I fancy I felt a certain relief in the knowledge that there would now be no necessity to tell my pitiful story and risk the loss of my neighbours' esteem.

By-and-by, I thought, I would plant a rose-tree over his remains, and some day, as Lilian and I, in the noontide of our domestic bliss, stood before it admiring its creamy luxuriance, I might (perhaps) find courage to confess that the tree owed some of that luxuriance to the long-lost Bingo.

There was a touch of poetry in this idea that lightened my gloom for the moment.

I need scarcely say that I did not go round to Shuturgarden that evening. I was not hardened enough for that yet—my manner might betray me, and so I very prudently stayed at home.

But that night my sleep was broken by frightful dreams. I was perpetually trying to bury a great gaunt poodle, which would persist in rising up through the damp mould as fast as I covered him up.... Lilian and I were engaged, and we were in church together on Sunday, and the poodle, resisting all attempts to eject him, forbade our banns with sepulchral barks.... It was our wedding-day, and at the critical moment the poodle leaped between us and swallowed the ring.... Or we were at the wedding-breakfast, and Bingo, a grizzly black skeleton with flaming eyes, sat on the cake and would not allow Lilian to cut it. Even the rose-tree fancy was reproduced in a distorted form—the tree grew, and every blossom contained a miniature Bingo, which barked; and as I woke I was desperately trying to persuade the Colonel that they were ordinary dog-roses.

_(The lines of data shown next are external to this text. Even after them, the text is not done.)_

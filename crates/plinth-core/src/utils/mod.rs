// Copyright 2025 eraflo
//
// Licensed under the Apache License, Version 2.0 (the "License");
// you may not use this file except in compliance with the License.
// You may obtain a copy of the License at
//
//     http://www.apache.org/licenses/LICENSE-2.0
//
// Unless required by applicable law or agreed to in writing, software
// distributed under the License is distributed on an "AS IS" BASIS,
// WITHOUT WARRANTIES OR CONDITIONS OF ANY KIND, either express or implied.
// See the License for the specific language governing permissions and
// limitations under the License.

//! Small shared utilities.

pub mod timer;
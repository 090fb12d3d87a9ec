// Copyright 2025 eraflo
//
// Licensed under the Apache License, Version 2.0 (the "License");
// you may not use this file except in compliance with the License.
// You may obtain a copy of the License at
//
//     http://www.apache.org/licenses/LICENSE-2.0
//
// Unless required by applicable law or agreed to in writing, software
// distributed under the License is distributed on an "AS IS" BASIS,
// WITHOUT WARRANTIES OR CONDITIONS OF ANY KIND, either express or implied.
// See the License for the specific language governing permissions and
// limitations under the License.

use super::error::RenderError;
use super::light::DirectionalLight;
use super::tone_mapping::ToneMapping;
use crate::camera::PerspectiveCamera;
use crate::math::LinearRgba;
use crate::platform::ViewerWindow;
use crate::scene::Scene;
use std::any::Any;

/// Global settings that affect how a frame is drawn.
#[derive(Debug, Clone, Copy, PartialEq)]
pub struct RenderSettings {
    /// Operator used to bring the HDR target into display range.
    pub tone_mapping: ToneMapping,
    /// Multiplier applied before tone mapping.
    pub exposure: f32,
    /// Color used where neither the environment nor geometry covers a pixel.
    pub clear_color: LinearRgba,
    /// Master switch for the shadow pass.
    pub shadows_enabled: bool,
}

impl Default for RenderSettings {
    fn default() -> Self {
        Self {
            tone_mapping: ToneMapping::default(),
            exposure: 1.0,
            clear_color: LinearRgba::BLACK,
            shadows_enabled: true,
        }
    }
}

/// Everything the renderer reads to draw one frame.
pub struct FrameInput<'a> {
    /// The scene graph and environment.
    pub scene: &'a Scene,
    /// The viewpoint.
    pub camera: &'a PerspectiveCamera,
    /// The scene's directional light.
    pub light: &'a DirectionalLight,
    /// Global settings.
    pub settings: &'a RenderSettings,
    /// Backend-specific overlay draw data (the debug panel), if any.
    pub overlay: Option<&'a dyn Any>,
}

/// A collection of performance statistics for a single rendered frame.
#[derive(Debug, Clone, Default, PartialEq)]
pub struct RenderStats {
    /// A sequential counter for rendered frames.
    pub frame_number: u64,
    /// The CPU time spent in pre-render preparation (resource uploads, uniforms).
    pub cpu_preparation_time_ms: f32,
    /// The CPU time spent encoding and submitting command buffers.
    pub cpu_render_submission_time_ms: f32,
    /// The number of draw calls encoded for the frame.
    pub draw_calls: u32,
    /// The total number of triangles submitted for the frame.
    pub triangles_rendered: u32,
}

/// Trait representing a render system.
pub trait RenderSystem: std::fmt::Debug {
    /// Initialize the rendering system against a window.
    fn init(&mut self, window: &dyn ViewerWindow) -> Result<(), RenderError>;

    /// Resize the drawing surface. The size is logical; the backend draws at
    /// this size times the pixel ratio.
    fn resize(&mut self, new_width: u32, new_height: u32);

    /// Set the resolution scale applied to the drawing surface.
    fn set_pixel_ratio(&mut self, ratio: f32);

    /// Draw the frame and present it.
    fn render(&mut self, frame: &FrameInput<'_>) -> Result<RenderStats, RenderError>;

    /// Get the stats of the last rendered frame.
    fn last_frame_stats(&self) -> &RenderStats;

    /// Clean up and release the resources of the rendering system.
    fn shutdown(&mut self);
}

I went up to the office next day with my gloomy secret gnawing my bosom, and, whatever I did, the spectre of the murdered poodle rose before me. For two days after that I dared not go near the Curries, until at last one evening after dinner I forced myself to call, feeling that it was really not safe to keep away any longer.

My conscience smote me as I went in. I put on an unconscious easy manner, which was such a dismal failure that it was lucky for me that they were too much engrossed to notice it.

I never before saw a family so stricken down by a domestic misfortune as the group I found in the drawing-room, making a dejected pretence of reading or working. We talked at first—and hollow talk it was—on indifferent subjects, till I could bear it no longer, and plunged boldly into danger.

'I don't see the dog,' I began. 'I suppose you—you found him all right the other evening, Colonel?' I wondered as I spoke whether they would not notice the break in my voice, but they did not.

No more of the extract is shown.